The 29-year-old was the prime suspect in the brazen daylight killing of kingpin Walid Ahmad, who was shot dead while sitting outside a cafe at a Bankstown shopping centre in April this year, loose bullets also injuring a bystander sitting at a nearby table.
Assaad was also suspected of shooting at Sydney man-about-town Pasquale Barbaro, 35, in a Leichhardt street in November last year, as well as wounding convicted killer Michael Ibrahim ten months earlier in January 2015.
In the weeks leading up to his gangland execution, Assaad was also thought to have stolen $350,000 worth of ice from an Asian crime syndicate.
And there was a lot more besides — he was a man who had given others many reasons to paint a target on his back.
But Assaad’s funeral at Lakemba Mosque on Friday was a time for friends, and they arrived in twos and threes of mostly men, as the call to prayer echoed out across the street.

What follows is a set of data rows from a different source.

use std::fs::{self, File};
use std::io::{self, Write};

use camino::{Utf8Path, Utf8PathBuf};
use serde::Serialize;
use tracing::{error, info};
use zip::CompressionMethod;
use zip::write::SimpleFileOptions;

use crate::app::RunSummary;
use crate::config::RunPlan;
use crate::domain::RetrievalResult;
use crate::error::RefProtError;
use crate::report::RunReport;

const UNSAFE_FILENAME_CHARS: [char; 9] = ['|', '/', '\\', ':', '*', '?', '"', '<', '>'];

/// Files produced by a run; `None` when skipped or failed.
#[derive(Debug, Clone, Default, PartialEq, Eq, Serialize)]
pub struct RunArtifacts {
    pub csv: Option<String>,
    pub multi_fasta: Option<String>,
    pub html_report: Option<String>,
    pub zip: Option<String>,
}

#[derive(Debug, Serialize)]
struct CsvRow<'a> {
    #[serde(rename = "Protein_Name")]
    protein_name: &'a str,
    #[serde(rename = "Accession_Number")]
    accession: &'a str,
    #[serde(rename = "Protein_Length")]
    protein_length: usize,
    #[serde(rename = "Source_Strain")]
    source_strain: &'a str,
    #[serde(rename = "NCBI_URL")]
    ncbi_url: &'a str,
}

/// Writes every requested artifact into `dir`. A failing writer is logged
/// and does not stop the others.
pub fn write_outputs(report: &RunReport, plan: &RunPlan, dir: &Utf8Path) -> RunArtifacts {
    let base = &plan.output.base_name;
    let mut artifacts = RunArtifacts::default();

    let csv_path = dir.join(format!("{base}_accessions.csv"));
    artifacts.csv = finish("accession report", write_csv(report.results(), &csv_path), csv_path);

    if plan.output.multi_fasta {
        let path = dir.join(format!("{base}.fasta"));
        artifacts.multi_fasta =
            finish("multi-FASTA file", write_multi_fasta(report.results(), &path), path);
    }

    if plan.output.html_report {
        let path = dir.join(format!("{base}_report.html"));
        let html = render_html_report(report, plan);
        let written = fs::write(path.as_std_path(), html)
            .map_err(|err| RefProtError::Filesystem(err.to_string()));
        artifacts.html_report = finish("HTML report", written, path);
    }

    let zip_path = dir.join(format!("{base}.zip"));
    artifacts.zip = finish(
        "FASTA bundle",
        write_fasta_bundle(report.results(), dir, &zip_path),
        zip_path,
    );

    artifacts
}

fn finish(
    label: &str,
    written: Result<(), RefProtError>,
    path: Utf8PathBuf,
) -> Option<String> {
    match written {
        Ok(()) => {
            info!(path = %path, "{label} saved");
            Some(path.to_string())
        }
        Err(err) => {
            error!(path = %path, error = %err, "failed to write {label}");
            None
        }
    }
}

pub fn write_csv(results: &[RetrievalResult], path: &Utf8Path) -> Result<(), RefProtError> {
    let mut writer = csv::Writer::from_path(path.as_std_path())
        .map_err(|err| RefProtError::Filesystem(err.to_string()))?;
    for result in results {
        writer
            .serialize(CsvRow {
                protein_name: &result.protein_name,
                accession: &result.accession,
                protein_length: result.sequence_length,
                source_strain: &result.source_strain,
                ncbi_url: &result.ncbi_url,
            })
            .map_err(|err| RefProtError::Filesystem(err.to_string()))?;
    }
    writer
        .flush()
        .map_err(|err| RefProtError::Filesystem(err.to_string()))
}

pub fn write_multi_fasta(results: &[RetrievalResult], path: &Utf8Path) -> Result<(), RefProtError> {
    let mut file =
        File::create(path.as_std_path()).map_err(|err| RefProtError::Filesystem(err.to_string()))?;
    for result in results {
        file.write_all(result.raw_sequence_record.as_bytes())
            .map_err(|err| RefProtError::Filesystem(err.to_string()))?;
        if !result.raw_sequence_record.ends_with('\n') {
            file.write_all(b"\n")
                .map_err(|err| RefProtError::Filesystem(err.to_string()))?;
        }
    }
    Ok(())
}

pub fn fasta_file_name(result: &RetrievalResult) -> String {
    format!(
        "{}_{}.fasta",
        sanitize_file_component(&result.protein_name),
        sanitize_file_component(&result.accession)
    )
}

pub fn sanitize_file_component(value: &str) -> String {
    value.replace(UNSAFE_FILENAME_CHARS, "_")
}

/// Stages one FASTA file per result in a temporary directory next to the
/// archive, then packs them. The staging directory is always removed.
pub fn write_fasta_bundle(
    results: &[RetrievalResult],
    dir: &Utf8Path,
    zip_path: &Utf8Path,
) -> Result<(), RefProtError> {
    let staging = tempfile::Builder::new()
        .prefix("kira-refprot-fasta")
        .tempdir_in(dir.as_std_path())
        .map_err(|err| RefProtError::Filesystem(err.to_string()))?;

    let mut staged = Vec::with_capacity(results.len());
    for result in results {
        let name = fasta_file_name(result);
        let path = staging.path().join(&name);
        fs::write(&path, result.raw_sequence_record.as_bytes())
            .map_err(|err| RefProtError::Filesystem(err.to_string()))?;
        staged.push((name, path));
    }

    let file = File::create(zip_path.as_std_path())
        .map_err(|err| RefProtError::Filesystem(err.to_string()))?;
    let mut archive = zip::ZipWriter::new(file);
    for (name, path) in staged {
        let options = SimpleFileOptions::default().compression_method(CompressionMethod::Deflated);
        archive
            .start_file(name, options)
            .map_err(|err| RefProtError::Filesystem(err.to_string()))?;
        let mut source =
            File::open(&path).map_err(|err| RefProtError::Filesystem(err.to_string()))?;
        io::copy(&mut source, &mut archive)
            .map_err(|err| RefProtError::Filesystem(err.to_string()))?;
    }
    archive
        .finish()
        .map_err(|err| RefProtError::Filesystem(err.to_string()))?;
    Ok(())
}

pub fn render_html_report(report: &RunReport, plan: &RunPlan) -> String {
    let mut rows = String::new();
    for result in report.results() {
        rows.push_str(&format!(
            "      <tr><td>{}</td><td>{}</td><td>{}</td><td>{}</td><td><a href=\"{}\" target=\"_blank\">View on NCBI</a></td></tr>\n",
            escape_html(&result.protein_name),
            escape_html(&result.accession),
            result.sequence_length,
            escape_html(&result.source_strain),
            escape_html(&result.ncbi_url),
        ));
    }
    let not_found = report
        .not_found()
        .iter()
        .map(|name| escape_html(name))
        .collect::<Vec<_>>()
        .join(", ");

    format!(
        r#"<!DOCTYPE html>
<html lang="en">
<head>
  <meta charset="UTF-8">
  <title>kira-refprot report - {output}</title>
  <style>
    body {{ font-family: Arial, sans-serif; margin: 20px; }}
    .stats {{ display: flex; gap: 20px; }}
    .stat {{ background: #e8f4f8; padding: 15px; border-radius: 5px; flex: 1; text-align: center; }}
    table {{ width: 100%; border-collapse: collapse; margin-top: 20px; }}
    th, td {{ border: 1px solid #ddd; padding: 8px; text-align: left; }}
    th {{ background: #f2f2f2; }}
  </style>
</head>
<body>
  <h1>kira-refprot run report</h1>
  <p><strong>Output name:</strong> {output}</p>
  <p><strong>Organism:</strong> {organism}</p>
  <p><strong>Run date:</strong> {date}</p>
  <div class="stats">
    <div class="stat"><h3>{retrieved}</h3><p>Proteins retrieved</p></div>
    <div class="stat"><h3>{missing}</h3><p>Proteins not found</p></div>
    <div class="stat"><h3>{total}</h3><p>Total proteins</p></div>
  </div>
  <h2>Applied filters</h2>
  <p><strong>Assembly level:</strong> {assembly}</p>
  <p><strong>BioSample query:</strong> {biosample}</p>
  <p><strong>Not found:</strong> {not_found}</p>
  <h2>Retrieved proteins</h2>
  <table>
    <thead>
      <tr><th>Protein name</th><th>Accession</th><th>Length</th><th>Source strain</th><th>NCBI link</th></tr>
    </thead>
    <tbody>
{rows}    </tbody>
  </table>
</body>
</html>
"#,
        output = escape_html(&plan.output.base_name),
        organism = escape_html(&plan.organism),
        date = chrono::Local::now().format("%Y-%m-%d %H:%M:%S"),
        retrieved = report.retrieved_count(),
        missing = report.not_found_count(),
        total = report.total(),
        assembly = plan
            .assembly_level
            .map(|level| level.to_string())
            .unwrap_or_else(|| "None".to_string()),
        biosample = plan
            .biosample_query
            .as_deref()
            .map(escape_html)
            .unwrap_or_else(|| "None".to_string()),
        not_found = if not_found.is_empty() { "-".to_string() } else { not_found },
        rows = rows,
    )
}

fn escape_html(value: &str) -> String {
    let mut out = String::with_capacity(value.len());
    for ch in value.chars() {
        match ch {
            '&' => out.push_str("&amp;"),
            '<' => out.push_str("&lt;"),
            '>' => out.push_str("&gt;"),
            '"' => out.push_str("&quot;"),
            '\'' => out.push_str("&#39;"),
            other => out.push(other),
        }
    }
    out
}

pub struct JsonOutput;

impl JsonOutput {
    pub fn print_summary(summary: &RunSummary) -> io::Result<()> {
        let json = serde_json::to_string_pretty(summary).map_err(io::Error::other)?;
        let mut stdout = io::stdout();
        stdout.write_all(json.as_bytes())?;
        stdout.write_all(b"\n")?;
        Ok(())
    }
}

#[cfg(test)]
mod tests {
    use super::*;

    #[test]
    fn escapes_markup() {
        assert_eq!(
            escape_html(r#"<a href="x">&'"#),
            "&lt;a href=&quot;x&quot;&gt;&amp;&#39;"
        );
    }

    #[test]
    fn sanitizes_reserved_characters() {
        assert_eq!(sanitize_file_component("ref|NP_414995.1|"), "ref_NP_414995.1_");
        assert_eq!(sanitize_file_component("a/b\\c:d*e?f\"g<h>"), "a_b_c_d_e_f_g_h_");
    }
}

Today saw a second funeral alongside that of Assaad’s.
But there was no mistaking the dead gangster’s friends.
Some took offence to the Daily Telegraph’s presence across the street from the mosque, and we were politely but very firmly asked to move even further away.
Others had brief comments to offer as they strolled past, but they were largely subdued as a traffic warden in a high-vis jacket ushered the steady stream of traffic along past the mosque, keeping space for a trio of hired Rolls-Royces and the hearse, ready to take the victim’s body on its final journey.
If there was an on-street police presence, it was undercover, but as the funeral came to an end, a police helicopter hovered a short distance away, coming in for a closer look as the mourners began to spill out on to the street.
Ultimately though, Assaad’s departure was a lot more peaceful than his presence on this Earth had been.